As the middle class’s interest in maintaining a healthier lifestyle increased in China, the fitness industry boomed. Keep, now China’s number one fitness app founded by CKGSB alumnus Wang Ning in 2014, has harnessed this new enthusiasm for all things fitness. It was the first fitness app to reach 100 million users in 2017, with over 300 million users on its platform today. Wang Ning was only a college student when he started the company. Wang Ning is a graduate of CKGSB’s Chuang Community Program, a start-up incubation program run jointly by CKGSB and Tencent.
In this new alumni series, we track down CKGSB’s most influential graduates, many of whom have gone on to lead unicorn companies – privately held companies valued at $1 billion USD or more. According to CB Insights – a global platform which provides authoritative and up-to-date information on the world’s billion-dollar private companies – China has created a total of 217 unicorn companies between 2017 to 2021. Thirty-nine (or 18%) of these companies are run by CKGSB alumni, including 35 companies where CKGSB alumni are founders or co-founders, and 4 companies where they serve as the chairman, CEO or president.
As China’s leading business school, it’s not surprising that CKGSB has been able to produce so many business leaders playing a pivotal role in China’s economic development. More than 18,000 successful entrepreneurs, industry leaders and executives of multinational corporations have chosen to study at CKGSB for the original China insights, world-class faculty and peer-to-peer learning with China’s movers-and-shakers. More than half of CKGSB’s alumni are at the CEO or Chairman level and, collectively, lead one-fourth of China’s most valuable brands.
Keep’s Model and Rise to Unicorn Status
Keep allows users to view fitness videos and to share fitness routines and photos on its online networking service. It also has an e-commerce platform where users can purchase sports equipment, sportswear, health foods and other sports products.
Wang Ning launched the Keep app on February 4, 2015 – one week later, it received an investment of USD $5 million from Ventech and Bertelsmann Asia Investments. Since them, Keep has gone through eight rounds of financing, the most recent round being a USD $360 million investment led by SoftBank.
Keep’s model is based on its e-commerce platform (its largest income generator), advertising, membership and paid courses. One of the most effective marketing strategies the company has employed is through KOLs (key opinion leaders), most notably Karlie Kloss, who led a video series on ‘waist and abdominals’ on the platform. Keep has also established a large presence on many of China’s social media platforms, such as Wechat, Weibo and Xiaohongshu. Since March 2018, Keep has gained additional revenue from its “Keeplands”, its own network of gyms. Currently, there are nine in Beijing and two in Shanghai.

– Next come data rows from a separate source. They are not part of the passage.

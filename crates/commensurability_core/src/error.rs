use std::path::PathBuf;
use thiserror::Error;

/// Errors surfaced by the analysis engine and its persistence layer.
///
/// Numeric leaf modules report with `anyhow`; those errors are wrapped here
/// together with the batch, pixel or recipe they came from.
#[derive(Debug, Error)]
pub enum AnalysisError {
    #[error("Axis names {found:?} do not match the constructor parameters {expected:?}.")]
    AxisMismatch {
        expected: Vec<String>,
        found: Vec<String>,
    },
    #[error("Axis \"{0}\" has no values.")]
    EmptyAxis(String),
    #[error("Time step must be positive, got {0}.")]
    NonPositiveTimeStep(f64),
    #[error("Step count must be positive.")]
    NonPositiveSteps,
    #[error("Chunksize must satisfy 0 < chunksize < {size}, got {chunksize}.")]
    InvalidChunksize { chunksize: usize, size: usize },
    #[error("Unknown backend \"{0}\". Expected one of: leapfrog, rk4, tsit5.")]
    UnknownBackend(String),
    #[error("Invalid {what} recipe.")]
    InvalidRecipe {
        what: &'static str,
        #[source]
        source: anyhow::Error,
    },

    #[error("No backend accepts the potential ({0}).")]
    UnresolvedPotential(String),
    #[error("Backend resolution is ambiguous between {0:?}.")]
    AmbiguousBackend(Vec<String>),

    #[error("Integration failed in batch {batch}.")]
    Integration {
        batch: usize,
        #[source]
        source: anyhow::Error,
    },
    #[error("Backend returned {found} orbits for a batch of {expected}.")]
    BackendOutputMismatch { expected: usize, found: usize },
    #[error("Evaluation failed at pixel {pixel:?}.")]
    Evaluation {
        pixel: Vec<usize>,
        #[source]
        source: anyhow::Error,
    },
    #[error("Initial conditions could not be built at pixel {pixel:?}.")]
    Expansion {
        pixel: Vec<usize>,
        #[source]
        source: anyhow::Error,
    },

    #[error("I/O error on {}.", path.display())]
    Io {
        path: PathBuf,
        #[source]
        source: std::io::Error,
    },
    #[error("Failed to encode the container.")]
    Encode(#[source] bincode::Error),
    #[error("Failed to decode the container.")]
    Decode(#[source] bincode::Error),
    #[error("Container is not a commensurability image (format {format:?}, version {version}).")]
    UnsupportedContainer { format: String, version: u32 },
    #[error("Container has no dataset named \"{0}\".")]
    MissingDataset(String),
    #[error("Dataset is missing the \"{0}\" attribute.")]
    MissingAttribute(String),
    #[error("Attribute \"{0}\" has an unexpected type.")]
    AttributeType(String),
    #[error("Axis name \"{0}\" collides with a reserved metadata key.")]
    ReservedAxisName(String),
    #[error("Stored image has shape {found:?}, expected {expected:?}.")]
    ShapeMismatch {
        expected: Vec<usize>,
        found: Vec<usize>,
    },
}

impl AnalysisError {
    /// True for errors caused by the arguments of a construction, raised
    /// before any integration work starts.
    pub fn is_configuration(&self) -> bool {
        matches!(
            self,
            AnalysisError::AxisMismatch { .. }
                | AnalysisError::EmptyAxis(_)
                | AnalysisError::NonPositiveTimeStep(_)
                | AnalysisError::NonPositiveSteps
                | AnalysisError::InvalidChunksize { .. }
                | AnalysisError::UnknownBackend(_)
                | AnalysisError::InvalidRecipe { .. }
        )
    }

    /// True for implicit backend resolution failures.
    pub fn is_resolution(&self) -> bool {
        matches!(
            self,
            AnalysisError::UnresolvedPotential(_) | AnalysisError::AmbiguousBackend(_)
        )
    }
}

pub type AnalysisResult<T> = std::result::Result<T, AnalysisError>;
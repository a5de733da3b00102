//! Evaluation strategies: turn one integrated orbit into a scalar measure.

use crate::coords::Orbit;
use anyhow::{bail, Result};
use num_complex::Complex;
use rustfft::FftPlanner;

/// The result of evaluating one orbit.
pub trait Evaluation {
    fn measure(&self) -> f64;
}

impl Evaluation for f64 {
    fn measure(&self) -> f64 {
        *self
    }
}

/// A per-orbit evaluation strategy. The name identifies the analysis
/// subtype and doubles as the dataset name in saved containers.
pub trait Evaluator {
    type Output: Evaluation;

    fn name(&self) -> &str;

    fn evaluate(&self, orbit: &Orbit) -> Result<Self::Output>;
}

/// Which position axes an evaluator looks at.
#[derive(Debug, Clone, Copy, PartialEq, Eq)]
pub enum Projection {
    /// x and y only.
    Planar,
    /// x, y and z.
    Spatial,
}

impl Projection {
    pub fn dims(self) -> usize {
        match self {
            Projection::Planar => 2,
            Projection::Spatial => 3,
        }
    }
}

const MIN_SAMPLES: usize = 8;

/// Scores how close the dominant frequencies of the projected coordinates
/// are to small integer ratios.
///
/// For each axis pair the best `n:m` with `1 <= n, m <= max_order` is the
/// one minimising `|n fi - m fj| / (n fi + m fj)`, lowest orders winning
/// ties. The measure is one minus the mean of those residuals.
#[derive(Debug, Clone, Copy, PartialEq)]
pub struct SpectralEvaluator {
    pub projection: Projection,
    pub max_order: u32,
}

impl SpectralEvaluator {
    pub fn planar(max_order: u32) -> Self {
        Self {
            projection: Projection::Planar,
            max_order,
        }
    }

    pub fn spatial(max_order: u32) -> Self {
        Self {
            projection: Projection::Spatial,
            max_order,
        }
    }
}

impl Default for SpectralEvaluator {
    fn default() -> Self {
        Self::planar(6)
    }
}

/// Frequencies and best ratios found for one orbit.
#[derive(Debug, Clone, PartialEq)]
pub struct SpectralEvaluation {
    /// Dominant frequency per projected axis, in cycles per Gyr.
    pub frequencies: Vec<f64>,
    /// Best `(n, m)` per axis pair `(i, j)`, `i < j`, in lexicographic order.
    pub ratios: Vec<(u32, u32)>,
    pub residuals: Vec<f64>,
    measure: f64,
}

impl Evaluation for SpectralEvaluation {
    fn measure(&self) -> f64 {
        self.measure
    }
}

impl Evaluator for SpectralEvaluator {
    type Output = SpectralEvaluation;

    fn name(&self) -> &str {
        match self.projection {
            Projection::Planar => "SpectralAnalysis2D",
            Projection::Spatial => "SpectralAnalysis",
        }
    }

    fn evaluate(&self, orbit: &Orbit) -> Result<SpectralEvaluation> {
        if self.max_order == 0 {
            bail!("max_order must be at least 1.");
        }
        if orbit.len() < MIN_SAMPLES {
            bail!(
                "Spectral evaluation needs at least {MIN_SAMPLES} samples, got {}.",
                orbit.len()
            );
        }
        let dt = orbit.sample_interval()?;
        if dt.is_nan() || dt <= 0.0 {
            bail!("Orbit samples must be increasing in time.");
        }

        let mut planner = FftPlanner::<f64>::new();
        let frequencies = (0..self.projection.dims())
            .map(|axis| dominant_frequency(&mut planner, &orbit.axis(axis), dt, axis))
            .collect::<Result<Vec<_>>>()?;

        let mut ratios = Vec::new();
        let mut residuals = Vec::new();
        for i in 0..frequencies.len() {
            for j in (i + 1)..frequencies.len() {
                let (ratio, residual) = best_ratio(frequencies[i], frequencies[j], self.max_order);
                ratios.push(ratio);
                residuals.push(residual);
            }
        }
        let mean = residuals.iter().sum::<f64>() / residuals.len() as f64;

        Ok(SpectralEvaluation {
            frequencies,
            ratios,
            residuals,
            measure: 1.0 - mean,
        })
    }
}

/// Peak of the Hann-windowed spectrum, refined by a parabola through the
/// peak bin and its neighbours.
fn dominant_frequency(
    planner: &mut FftPlanner<f64>,
    signal: &[f64],
    dt: f64,
    axis: usize,
) -> Result<f64> {
    let n = signal.len();
    let mean = signal.iter().sum::<f64>() / n as f64;
    let spread = signal
        .iter()
        .fold(0.0_f64, |acc, v| acc.max((v - mean).abs()));
    let scale = signal.iter().fold(1.0_f64, |acc, v| acc.max(v.abs()));
    if !spread.is_finite() || spread <= 1e-12 * scale {
        bail!("Axis {axis} does not oscillate.");
    }

    let mut buffer: Vec<Complex<f64>> = signal
        .iter()
        .enumerate()
        .map(|(k, v)| {
            let w = 0.5 - 0.5 * (2.0 * std::f64::consts::PI * k as f64 / n as f64).cos();
            Complex::new((v - mean) * w, 0.0)
        })
        .collect();
    planner.plan_fft_forward(n).process(&mut buffer);

    let half = n / 2;
    let power: Vec<f64> = buffer[..=half].iter().map(|c| c.norm()).collect();
    let peak = (1..=half)
        .max_by(|&a, &b| power[a].total_cmp(&power[b]))
        .unwrap_or(1);

    let mut offset = 0.0;
    if peak > 1 && peak < half {
        let (left, centre, right) = (power[peak - 1], power[peak], power[peak + 1]);
        let curvature = left - 2.0 * centre + right;
        if curvature != 0.0 {
            offset = (0.5 * (left - right) / curvature).clamp(-0.5, 0.5);
        }
    }
    Ok((peak as f64 + offset) / (n as f64 * dt))
}

fn best_ratio(fi: f64, fj: f64, max_order: u32) -> ((u32, u32), f64) {
    let mut best = ((1, 1), f64::INFINITY);
    for n in 1..=max_order {
        for m in 1..=max_order {
            let (a, b) = (n as f64 * fi, m as f64 * fj);
            let residual = (a - b).abs() / (a + b);
            // ties go to the lowest orders
            if residual < best.1 - 1e-12 {
                best = ((n, m), residual);
            }
        }
    }
    best
}

#[cfg(test)]
mod tests {
    use super::*;
    use crate::coords::PhaseSpaceCoord;
    use nalgebra::Vector3;
    use std::f64::consts::TAU;

    fn lissajous(fx: f64, fy: f64, fz: f64, samples: usize, dt: f64) -> Orbit {
        let mut orbit = Orbit::with_capacity(samples);
        for i in 0..samples {
            let t = i as f64 * dt;
            let position = Vector3::new(
                (TAU * fx * t).cos(),
                (TAU * fy * t).sin(),
                0.3 * (TAU * fz * t).sin(),
            );
            orbit.push(t, PhaseSpaceCoord::new(position, Vector3::zeros()));
        }
        orbit
    }

    #[test]
    fn circular_orbit_is_commensurate() {
        let orbit = lissajous(4.0, 4.0, 0.0, 1024, 0.01);
        let result = SpectralEvaluator::planar(4).evaluate(&orbit).expect("evaluate");
        assert!((result.frequencies[0] - 4.0).abs() < 0.1);
        assert_eq!(result.ratios, vec![(1, 1)]);
        assert!(result.measure() > 0.99, "measure {}", result.measure());
    }

    #[test]
    fn spatial_projection_scores_every_pair() {
        let orbit = lissajous(3.0, 6.0, 9.0, 2048, 0.005);
        let result = SpectralEvaluator::spatial(4).evaluate(&orbit).expect("evaluate");
        assert_eq!(result.frequencies.len(), 3);
        assert_eq!(result.ratios, vec![(2, 1), (3, 1), (3, 2)]);
        assert!(result.measure() > 0.98);
    }

    #[test]
    fn incommensurate_orbit_scores_lower() {
        let locked = lissajous(4.0, 8.0, 0.0, 2048, 0.005);
        let free = lissajous(4.0, 4.0 * 2f64.sqrt() * 1.17, 0.0, 2048, 0.005);
        let evaluator = SpectralEvaluator::planar(2);
        let locked = evaluator.evaluate(&locked).expect("locked").measure();
        let free = evaluator.evaluate(&free).expect("free").measure();
        assert!(locked > free, "{locked} <= {free}");
    }

    #[test]
    fn degenerate_orbits_fail() {
        let planar = lissajous(4.0, 4.0, 0.0, 1024, 0.01);
        let err = SpectralEvaluator::spatial(4)
            .evaluate(&planar)
            .expect_err("flat z");
        assert!(err.to_string().contains("Axis 2 does not oscillate"));

        let short = lissajous(4.0, 4.0, 0.0, 4, 0.01);
        let err = SpectralEvaluator::planar(4)
            .evaluate(&short)
            .expect_err("too short");
        assert!(err.to_string().contains("at least 8 samples"));
    }

    #[test]
    fn names_follow_the_projection() {
        assert_eq!(SpectralEvaluator::planar(3).name(), "SpectralAnalysis2D");
        assert_eq!(SpectralEvaluator::spatial(3).name(), "SpectralAnalysis");
    }
}
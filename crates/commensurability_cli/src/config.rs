//! TOML description of a run.

use anyhow::{bail, Context, Result};
use commensurability_core::{
    AnalysisOptions, AngularVelocity, AxisSet, BackendChoice, IcRecipe, PotentialRecipe,
    SpectralEvaluator, Time,
};
use serde::Deserialize;
use std::collections::BTreeMap;
use std::fs;
use std::path::{Path, PathBuf};

#[derive(Debug, Clone, Deserialize)]
#[serde(deny_unknown_fields)]
pub struct RunConfig {
    pub dt: Time,
    pub steps: usize,
    #[serde(default)]
    pub pattern_speed: AngularVelocity,
    /// Backend name; resolved from the potential when absent.
    #[serde(default)]
    pub backend: Option<String>,
    #[serde(default = "default_chunksize")]
    pub chunksize: usize,
    #[serde(default = "default_progressbar")]
    pub progressbar: bool,
    /// Where to save the image when `-o` is not given.
    #[serde(default)]
    pub output: Option<PathBuf>,
    #[serde(default)]
    pub evaluator: EvaluatorConfig,
    pub initial_conditions: IcRecipe,
    pub potential: PotentialRecipe,
    pub axes: BTreeMap<String, AxisSpec>,
}

fn default_chunksize() -> usize {
    1
}

fn default_progressbar() -> bool {
    true
}

#[derive(Debug, Clone, Copy, PartialEq, Eq, Deserialize)]
#[serde(rename_all = "lowercase")]
pub enum ProjectionName {
    Planar,
    Spatial,
}

#[derive(Debug, Clone, Copy, Deserialize)]
#[serde(deny_unknown_fields)]
pub struct EvaluatorConfig {
    #[serde(default = "default_projection")]
    pub projection: ProjectionName,
    #[serde(default = "default_max_order")]
    pub max_order: u32,
}

fn default_projection() -> ProjectionName {
    ProjectionName::Planar
}

fn default_max_order() -> u32 {
    6
}

impl Default for EvaluatorConfig {
    fn default() -> Self {
        Self {
            projection: default_projection(),
            max_order: default_max_order(),
        }
    }
}

impl EvaluatorConfig {
    pub fn build(&self) -> SpectralEvaluator {
        match self.projection {
            ProjectionName::Planar => SpectralEvaluator::planar(self.max_order),
            ProjectionName::Spatial => SpectralEvaluator::spatial(self.max_order),
        }
    }
}

/// Axis values: an explicit list or an evenly spaced range.
#[derive(Debug, Clone, PartialEq, Deserialize)]
#[serde(untagged)]
pub enum AxisSpec {
    Values(Vec<f64>),
    Linspace {
        start: f64,
        stop: f64,
        num: usize,
        /// Drop the first point, e.g. to keep R = 0 out of the grid.
        #[serde(default)]
        skip_first: bool,
    },
}

impl AxisSpec {
    pub fn values(&self) -> Vec<f64> {
        match *self {
            AxisSpec::Values(ref values) => values.clone(),
            AxisSpec::Linspace {
                start,
                stop,
                num,
                skip_first,
            } => {
                let step = if num > 1 {
                    (stop - start) / (num - 1) as f64
                } else {
                    0.0
                };
                let skip = usize::from(skip_first);
                (skip..num)
                    .map(|i| {
                        if i + 1 == num && num > 1 {
                            stop
                        } else {
                            start + step * i as f64
                        }
                    })
                    .collect()
            }
        }
    }
}

impl RunConfig {
    pub fn from_file(path: &Path) -> Result<Self> {
        let text = fs::read_to_string(path)
            .with_context(|| format!("Failed to read config {}", path.display()))?;
        Self::from_toml(&text).with_context(|| format!("Invalid config {}", path.display()))
    }

    pub fn from_toml(text: &str) -> Result<Self> {
        let config: RunConfig = toml::from_str(text)?;
        config.validate()?;
        Ok(config)
    }

    fn validate(&self) -> Result<()> {
        for (name, spec) in &self.axes {
            if spec.values().is_empty() {
                bail!("Axis \"{name}\" expands to no values.");
            }
        }
        Ok(())
    }

    pub fn axes(&self) -> AxisSet {
        self.axes
            .iter()
            .map(|(name, spec)| (name.clone(), spec.values()))
            .collect()
    }

    pub fn options(&self, progressbar: bool) -> AnalysisOptions {
        AnalysisOptions {
            pattern_speed: self.pattern_speed,
            backend: BackendChoice::from(self.backend.clone()),
            chunksize: self.chunksize,
            progressbar: self.progressbar && progressbar,
        }
    }

    /// `-o` wins, then the `output` key, then the config path with a `.cmsb` extension.
    pub fn output_path(&self, config_path: &Path, cli_output: Option<PathBuf>) -> PathBuf {
        cli_output
            .or_else(|| self.output.clone())
            .unwrap_or_else(|| config_path.with_extension("cmsb"))
    }
}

Keep caters to a Chinese market which is increasingly health conscious. In 2019, it became the largest in the world, estimated to be valued at USD $17 billion. The success of Keep reflects a trend in China of a decline in traditional gym membership accelerated by COVID-19, and a move towards an online fitness market.
Wang Ning’s Journey
Wang Ning graduated from the Beijing Information Science and Technology University in computer science. In his fourth year, he wanted to lose weight but could not afford a personal trainer. After doing research online, he devised a set of strategies for weight loss, enabling him to lose 20kg.
Subsequently, Wang came up with the idea to create an app which provided the resources to successfully lose weight and lead a healthier lifestyle. He believed online videos were the best medium to enable people to work out anywhere, at any time. Wang then led a start-up team of twelve, consisting of his university course mates and colleagues from his internship at the online tutoring platform Yuanfudao.
Wang has been successful in introducing Keep in a decade where Chinese society has become increasingly health conscious. Wang has discussed the limitations of traditional gym memberships, which are “expensive and take a long time to get to.” Wang therefore targeted his app at white-collar workers in tier 1 and 2 cities with limited time on their hands.
Wang has been instrumental in changing the concept of fitness in China, altering the way people see and do exercise. In 2016, his influence was acknowledged by the Forbes magazine ‘30 Under 30’ list – a list of the world’s top young entrepreneurs.